The top of each tower has glass walls that allow sunlight to enter. An untreated steel plate is “charged” by solar energy and creates enough heat that the air naturally rises and flows out through the topmost tower vents. This air movement creates a draw that pulls air out from the lower floors through the building, creating active natural ventilation. Sensors in various rooms trigger the DDC system to open and close vents and skylights to control airflow and maintain a comfortable temperature.
Normally, a building façade would require installation of trickle vents so that small amounts of air could flow into the space even when windows are closed. In the case of the Friends School, says Pfau Long Architecture principal Peter Pfau, “the old façade leaks so much that we didn’t have to.”
The towers were part of the discussion with the client from the initial meeting and something that Pfau had wanted to implement for quite some time. “Using thermal towers and natural ventilation meant we eliminated duct work,” Pfau says, “which is more respectful of the building’s historic character.”
Project Credits
Project San Francisco Friends School—San Francisco
Client San Francisco Friends School
Architect Pfau Long Architecture, San Francisco—Peter Pfau (principal-in-charge); Kami Kinkaid (project manager); Natalie Kittner (job captain)

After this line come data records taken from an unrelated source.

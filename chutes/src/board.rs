use serde::{Deserialize, Serialize};

/// A square on the board. `0` means the pawn has not entered the board yet.
pub type Square = u8;

/// Index of a player, either `0` or `1`.
pub type PlayerIdx = usize;

/// Landing exactly on this square wins the game.
pub const FINAL_SQUARE: Square = 100;

/// The spinner shows values from 1 up to and including this one.
pub const SPINNER_MAX: u8 = 6;

/// Every ladder and chute on the board, as `(trigger, destination)` pairs.
///
/// Ladders come first, then chutes. A destination above the trigger is a
/// ladder, one below is a chute.
#[rustfmt::skip]
pub const SHORTCUTS: [(Square, Square); 19] = [
    // Ladders
    (1, 38), (4, 14), (9, 31), (21, 42), (28, 84),
    (36, 44), (51, 67), (71, 91), (80, 100),
    // Chutes
    (16, 6), (47, 26), (49, 11), (56, 53), (62, 19),
    (64, 60), (87, 24), (93, 73), (95, 75), (98, 78),
];

#[derive(Clone, Copy, Debug, PartialEq, Eq, Serialize, Deserialize)]
#[serde(rename_all = "lowercase")]
pub enum ShortcutKind {
    /// Climbs to a higher square.
    Ladder,
    /// Slides to a lower square.
    Chute,
}

/// A single ladder or chute.
#[derive(Clone, Copy, Debug, PartialEq, Eq)]
pub struct Shortcut {
    pub from: Square,
    pub to: Square,
}

impl Shortcut {
    pub fn kind(&self) -> ShortcutKind {
        if self.to > self.from {
            ShortcutKind::Ladder
        } else {
            ShortcutKind::Chute
        }
    }
}

pub fn shortcuts() -> impl Iterator<Item = Shortcut> {
    SHORTCUTS.iter().map(|&(from, to)| Shortcut { from, to })
}

/// Where the ladder or chute starting at `square` leads, if there is one.
pub fn shortcut_destination(square: Square) -> Option<Square> {
    SHORTCUTS
        .iter()
        .find(|&&(from, _)| from == square)
        .map(|&(_, to)| to)
}

/// Whether `square` is the foot of a ladder, the top of a chute, or neither.
pub fn shortcut_kind(square: Square) -> Option<ShortcutKind> {
    shortcut_destination(square).map(|to| Shortcut { from: square, to }.kind())
}

/// The squares a pawn reaches with a given spin.
#[derive(Clone, Copy, Debug, PartialEq, Eq)]
pub struct Resting {
    /// `start + spin`, or `None` if that would be past the final square.
    pub landing: Option<Square>,
    /// Where the pawn must end the turn, after taking any shortcut.
    pub final_square: Square,
}

impl Resting {
    pub fn bounced(&self) -> bool {
        self.landing.is_none()
    }

    pub fn wins(&self) -> bool {
        self.final_square == FINAL_SQUARE
    }
}

/// Computes the landing and final resting square for a spin from `start`.
///
/// On an overshoot the pawn stays on `start`.
pub fn resting_square(start: Square, spin: u8) -> Resting {
    let target = u16::from(start) + u16::from(spin);
    if target > u16::from(FINAL_SQUARE) {
        return Resting {
            landing: None,
            final_square: start,
        };
    }
    let landing = target as Square;
    Resting {
        landing: Some(landing),
        final_square: shortcut_destination(landing).unwrap_or(landing),
    }
}

/// The committed positions of both pawns.
#[derive(Clone, Copy, Debug, Default, PartialEq, Eq, Serialize, Deserialize)]
#[serde(into = "[Square; 2]", try_from = "[Square; 2]")]
pub struct Board {
    positions: [Square; 2],
}

impl Board {
    /// Panics if a position is past the final square.
    pub fn new(positions: [Square; 2]) -> Self {
        assert!(positions.iter().all(|&p| p <= FINAL_SQUARE));
        Self { positions }
    }

    pub fn position(&self, player: PlayerIdx) -> Square {
        self.positions[player]
    }

    pub fn positions(&self) -> [Square; 2] {
        self.positions
    }

    /// Panics if `square` is past the final square.
    pub fn set_position(&mut self, player: PlayerIdx, square: Square) {
        assert!(square <= FINAL_SQUARE, "square {} is off the board", square);
        self.positions[player] = square;
    }
}

impl From<Board> for [Square; 2] {
    fn from(board: Board) -> Self {
        board.positions
    }
}

impl TryFrom<[Square; 2]> for Board {
    type Error = String;

    fn try_from(positions: [Square; 2]) -> Result<Self, Self::Error> {
        match positions.iter().find(|&&p| p > FINAL_SQUARE) {
            Some(p) => Err(format!("square {} is off the board", p)),
            None => Ok(Self { positions }),
        }
    }
}

#[cfg(test)]
mod tests {
    use quickcheck::quickcheck;

    use super::*;
    use crate::arbitrary::TurnStart;

    #[test]
    fn nine_ladders_and_ten_chutes() {
        let ladders = shortcuts()
            .filter(|s| s.kind() == ShortcutKind::Ladder)
            .count();
        let chutes = shortcuts()
            .filter(|s| s.kind() == ShortcutKind::Chute)
            .count();
        assert_eq!(ladders, 9);
        assert_eq!(chutes, 10);
    }

    #[test]
    fn triggers_are_unique_and_in_range() {
        for (idx, shortcut) in shortcuts().enumerate() {
            assert!((1..=FINAL_SQUARE).contains(&shortcut.from));
            assert!((1..=FINAL_SQUARE).contains(&shortcut.to));
            assert_ne!(shortcut.from, shortcut.to);
            assert!(shortcuts().skip(idx + 1).all(|s| s.from != shortcut.from));
        }
    }

    #[test]
    fn lookups() {
        assert_eq!(shortcut_kind(4), Some(ShortcutKind::Ladder));
        assert_eq!(shortcut_kind(16), Some(ShortcutKind::Chute));
        assert_eq!(shortcut_kind(5), None);
        assert_eq!(shortcut_destination(80), Some(100));
        assert_eq!(shortcut_destination(98), Some(78));
        assert_eq!(shortcut_destination(100), None);
        assert_eq!(shortcut_destination(0), None);
    }

    #[test]
    fn resting_squares() {
        assert_eq!(
            resting_square(0, 3),
            Resting {
                landing: Some(3),
                final_square: 3
            }
        );
        assert_eq!(resting_square(0, 1).final_square, 38);
        assert_eq!(resting_square(10, 6).final_square, 6);
        assert_eq!(resting_square(25, 3).final_square, 84);
        assert!(resting_square(77, 3).wins());
        assert!(resting_square(96, 4).wins());
        let bounce = resting_square(96, 5);
        assert!(bounce.bounced());
        assert_eq!(bounce.final_square, 96);
    }

    #[test]
    fn new_board_is_empty() {
        let board = Board::default();
        assert_eq!(board.positions(), [0, 0]);
        assert_eq!(serde_json::to_string(&board).unwrap(), "[0,0]");
    }

    #[test]
    fn loading_checks_positions() {
        let board: Board = serde_json::from_str("[100, 7]").unwrap();
        assert_eq!(board, Board::new([100, 7]));
        assert!(serde_json::from_str::<Board>("[101, 0]").is_err());
        assert!(serde_json::from_str::<Board>("[0, 150]").is_err());
    }

    quickcheck! {
        fn resting_square_stays_on_board(input: TurnStart) -> bool {
            let resting = resting_square(input.start, input.spin);
            resting.final_square <= FINAL_SQUARE
                && resting.landing.map_or(true, |l| l == input.start + input.spin)
        }
    }
}
use std::net::SocketAddr;
use std::sync::Arc;

use numerals_api::config::ServerConfig;
use numerals_api::logging::TracingLogger;
use numerals_api::router::build_app_router;
use numerals_api::state::AppState;
use numerals_api::telemetry;

#[tokio::main]
async fn main() {
    dotenvy::dotenv().ok();

    // --- Configuration ---
    let config = match ServerConfig::from_env() {
        Ok(config) => config,
        Err(err) => {
            eprintln!("Invalid configuration: {err}");
            std::process::exit(1);
        }
    };

    // --- Tracing ---
    telemetry::init_tracing(config.log_format);
    tracing::info!(host = %config.host, port = %config.port, "Loaded server configuration");

    // --- App state ---
    let addr = SocketAddr::new(config.host, config.port);
    let state = AppState::new(config, Arc::new(TracingLogger));

    // --- Router ---
    let app = build_app_router(state);

    // --- Start server ---
    let listener = match tokio::net::TcpListener::bind(addr).await {
        Ok(listener) => listener,
        Err(err) => {
            tracing::error!(%addr, error = %err, "Failed to bind to address");
            std::process::exit(1);
        }
    };
    tracing::info!(%addr, "Roman numeral converter API listening");

    if let Err(err) = axum::serve(listener, app)
        .with_graceful_shutdown(shutdown_signal())
        .await
    {
        tracing::error!(error = %err, "Server error");
        std::process::exit(1);
    }

    tracing::info!("Graceful shutdown complete");
}

/// Wait for a termination signal to initiate graceful shutdown.
///
/// Handles both SIGINT (Ctrl-C) and SIGTERM (on Unix).
async fn shutdown_signal() {
    let ctrl_c = async {
        if let Err(err) = tokio::signal::ctrl_c().await {
            tracing::error!(error = %err, "Failed to install Ctrl-C handler");
            std::future::pending::<()>().await;
        }
    };

    #[cfg(unix)]
    let terminate = async {
        match tokio::signal::unix::signal(tokio::signal::unix::SignalKind::terminate()) {
            Ok(mut signal) => {
                signal.recv().await;
            }
            Err(err) => {
                tracing::error!(error = %err, "Failed to install SIGTERM handler");
                std::future::pending::<()>().await;
            }
        }
    };

    #[cfg(not(unix))]
    let terminate = std::future::pending::<()>();

    tokio::select! {
        () = ctrl_c => {
            tracing::info!("Received SIGINT (Ctrl-C), starting graceful shutdown");
        }
        () = terminate => {
            tracing::info!("Received SIGTERM, starting graceful shutdown");
        }
    }
}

Historic Architect Page & Turnbull
Landscape Miller Co.
Structural Engineer Forell/Elsesser Engineers
M/E/P Engineers Timmons Design Engineers
Geotech & Environmental Treadwell & Rollo
Civil KCA Engineers
Telecom, Security, A/V, Acoustical Shen Milsom Wilke
Phase 2 Acoustical Nigel Breitz Acoustics
Code Rolf Jensen & Associates
Lighting Revolver Design
Theater Auerbach Pollock Friedlander
Waterproofing Simpson, Gumpertz & Heger
Specifications JPM
Signage Public
Contractor Plant Construction
Electrical Decker Electric
Electrical/Security The Engineering Enterprise
Elevator Edgett Williams Consulting Group
Size 80,000 square feet
Toolbox
Thermal Towers
Corbel Reinforcement Plates
Simpson Strong Tie
strongtie.com
Pfau Long Architecture worked with Simpson Strong Tie to customize a piece of hardware that would allow moment connections to be made in the existing wood structure without drilling through the beams. When the structure was built, the beams were not physically connected to the wood columns with any hardware. This customized plate minimized the labor and cost involved in a retrofit, while still retaining the original structure.
Custom Radiators in Cooling Towers
Runtal Radiators
runtalnorthamerica.com
The thermal towers work like chimneys, drawing warm air up and out of the building, and drawing cool air from the perimeter. Normally this is accomplished with a solar-heated steel plate, but on cloudy days, or when the plate doesn’t create enough heat on its own, custom heaters pump out warm air to achieve the same effect.
Fire Smoke Dampers
Ruskin
ruskin.com/fsd
The dampers are installed above each classroom door to keep smoke out in case of fire. But these dampers also are an intrinsic part of the building’s natural ventilation system. The vents are controlled by the building’s direct digital control (DDC) system, and are opened and closed automatically to allow airflow to regulate temperature and indoor air quality.
Radiant Floor Heating Control
Zurn
zurn.com
This control allows the radiant floor heating system sensors to communicate with the building’s DDC building management system. This means that not only can the DDC system control the opening of vents and skylights, and thus control airflow through the building, but it also can control how hot each section of radiant flooring gets and disperse heat through the building in the cooler months.